Atomik Xport SE: Reference > Chapter 15 Extracting Styling Information << >>

15.1 Styling elements and attributes

Atomik Xport employs what is known as a Mixed Content Model for including the formatting information in the XML. Here is the text book definition of mixed content in XML.

Definition: An element type has mixed content when elements of that type may contain character data, optionally interspersed with child elements. In this case, the types of the child elements may be constrained, but not their order or their number of occurrences.

Looking specifically at Atomik Xport, this is achieved by defining DTD Elements that are used by Atomik Xport to indicate text styling. There are twelve styling attributes in total, all of which can be included in the XML file. To make this as easy as possible both for the person creating the DTD and for the person responsible for configuring the Atomik Xport rulesets, the names of the required DTD Elements have been predefined. The required DTD Element names have been defined as follows:

Styling Attribute  DTD Element 
Bold 
Italic 
Underline 
Superscript  sup 
Subscript  sub 
All Caps  allcaps 
Small Caps  smallcaps 
Superior  superior 
Shadow  shadow 
Outline  outline 
Strikethru  strikethru 
Word Underline  WU 

If you would like Atomik Xport to include the styling information for any of these styling attributes in the XML, you will need to define each required attribute in your DTD. As you will know from the previous chapters, the DTD Elements that contain text content (as opposed to image references) generally use the definition #PCDATA (parsed character data). So for example if I was defining a Paragraph element in my DTD as in Tutorial1, it would normally look as follows:

<!ELEMENT Paragraph (#PCDATA)> 

Atomik Xport in this case will include only character data in the Paragraph element and not any styling. Using the mixed content model, your paragraph element could be defined as follows so that the styling information is included in the XML extraction:

 <!ELEMENT Paragraph (#PCDATA | B | I | U | sup | sub)*> 

In this case Atomik Xport will not only include the character data but will also include the tags for B (Bold), I (Italic), U (Underline), sup (superscript) and sub (subscript) if these styling changes occur within the Paragraph.

Note: You could have included all of the 12 styling DTD Elements in this definition if you wished.

As you have included these new formatting DTD Elements in your Paragraph DTD Element, you also need to define the styling DTD Elements in your DTD. Therefore here is a full definition of the Paragraph DTD Element with the defined styling DTD Elements.

<!ELEMENT Paragraph (#PCDATA | B | I | U | sup | sub)*> 
<!ELEMENT B (#PCDATA | I | U | sup | sub)*>
<!ELEMENT I (#PCDATA | B | U | sup | sub)*>
<!ELEMENT U (#PCDATA | B | I | sup | sub)*>
<!ELEMENT sup (#PCDATA | B | I | U | sub)*>
<!ELEMENT sub (#PCDATA | B | I | U | sup)*>

It is important to note that not only have the styling DTD Elements been defined as #PCDATA, they have also been defined as having mixed content themselves. This is because it is entirely possible that you could have styling changes embedded within other styling changes as in the example below:

A character goes into a Wonderland trance to bring her back to her childhood and free up her inhibitions so she can solve her psychological problems.

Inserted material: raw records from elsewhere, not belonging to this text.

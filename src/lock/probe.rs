//! Session lock-state queries.
//!
//! The primary query asks the GNOME ScreenSaver D-Bus service through
//! `gdbus`. When that yields nothing (other desktops, no session bus) a
//! fragile shell pipeline over `loginctl` is tried. Every failure mode -
//! spawn error, timeout, non-zero exit, unparseable output - collapses to
//! [`LockState::Unknown`]: lock detection is best effort and must never
//! take the timer down.

use std::io::Read;
use std::process::{Command, Stdio};
use std::time::Duration;

use tracing::{debug, trace};
use wait_timeout::ChildExt;

/// Upper bound on a single lock-state query.
const QUERY_TIMEOUT: Duration = Duration::from_secs(3);

/// Shell pipeline for the loginctl fallback. Fragile by design: it assumes
/// the first listed session is ours.
const LOGINCTL_FALLBACK: &str = "loginctl show-session \
    $(loginctl list-sessions --no-legend | awk 'NR==1 {print $1}') \
    --property=LockedHint --value";

// ============================================================================
// LockState
// ============================================================================

/// Result of one lock-state query.
#[derive(Debug, Clone, Copy, PartialEq, Eq)]
pub enum LockState {
    /// The session is locked
    Locked,
    /// The session is unlocked
    Unlocked,
    /// The query failed or gave an unparseable answer
    Unknown,
}

// ============================================================================
// LockProbe
// ============================================================================

/// A source of lock-state samples.
///
/// The watcher thread is generic over this trait so tests can script a
/// sequence of states instead of shelling out.
pub trait LockProbe: Send + 'static {
    /// Samples the current lock state.
    fn probe(&mut self) -> LockState;
}

/// The real probe: `gdbus` first, `loginctl` fallback.
#[derive(Debug, Default)]
pub struct SessionLockProbe;

impl LockProbe for SessionLockProbe {
    fn probe(&mut self) -> LockState {
        let state = query_gnome_screensaver();
        if state != LockState::Unknown {
            return state;
        }
        query_loginctl()
    }
}

// ============================================================================
// Queries
// ============================================================================

/// Asks org.gnome.ScreenSaver whether the screen saver is active.
fn query_gnome_screensaver() -> LockState {
    let mut cmd = Command::new("gdbus");
    cmd.args([
        "call",
        "--session",
        "--dest",
        "org.gnome.ScreenSaver",
        "--object-path",
        "/org/gnome/ScreenSaver",
        "--method",
        "org.gnome.ScreenSaver.GetActive",
    ]);

    match run_query(cmd) {
        Some(output) => parse_gdbus_output(&output),
        None => LockState::Unknown,
    }
}

/// Shell-based fallback over loginctl's LockedHint.
fn query_loginctl() -> LockState {
    let mut cmd = Command::new("sh");
    cmd.args(["-c", LOGINCTL_FALLBACK]);

    match run_query(cmd) {
        Some(output) => parse_loginctl_output(&output),
        None => LockState::Unknown,
    }
}

/// Runs a query command with a bounded wait, returning its stdout on
/// success. All failures are swallowed into `None`.
fn run_query(mut cmd: Command) -> Option<String> {
    let mut child = cmd
        .stdin(Stdio::null())
        .stdout(Stdio::piped())
        .stderr(Stdio::null())
        .spawn()
        .map_err(|e| debug!("lock query spawn failed: {}", e))
        .ok()?;

    match child.wait_timeout(QUERY_TIMEOUT) {
        Ok(Some(status)) if status.success() => {
            let mut output = String::new();
            child.stdout.take()?.read_to_string(&mut output).ok()?;
            trace!(output = output.trim(), "lock query output");
            Some(output)
        }
        Ok(Some(status)) => {
            debug!(?status, "lock query exited non-zero");
            None
        }
        Ok(None) => {
            debug!("lock query timed out, killing");
            let _ = child.kill();
            let _ = child.wait();
            None
        }
        Err(e) => {
            debug!("lock query wait failed: {}", e);
            None
        }
    }
}

/// Parses `gdbus call` output of the form `(true,)` / `(false,)`.
pub(crate) fn parse_gdbus_output(output: &str) -> LockState {
    match output.trim() {
        "(true,)" => LockState::Locked,
        "(false,)" => LockState::Unlocked,
        _ => LockState::Unknown,
    }
}

/// Parses a `LockedHint` value of `yes` / `no`.
pub(crate) fn parse_loginctl_output(output: &str) -> LockState {
    match output.trim() {
        "yes" => LockState::Locked,
        "no" => LockState::Unlocked,
        _ => LockState::Unknown,
    }
}

// ============================================================================
// Tests
// ============================================================================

In the above text, from the word ‘goes’, the text is in italics, it then has three words in italics and bold and one word in italics, bold and small caps. From an XML perspective therefore, the Italics tags also need to contain bold tags and the bold tags need to include small caps tags. Therefore each formatting DTD element must be defined as being able to contain other formatting DTD elements as well as standard #PCDATA.

The Atomik Xport CD includes a sample DTD ‘Easy_Magazine2.dtd’ which includes the formatting DTD elements for the paragraph DTD element. This will be a useful starting point for you to see how to implement these tags within your own DTDs.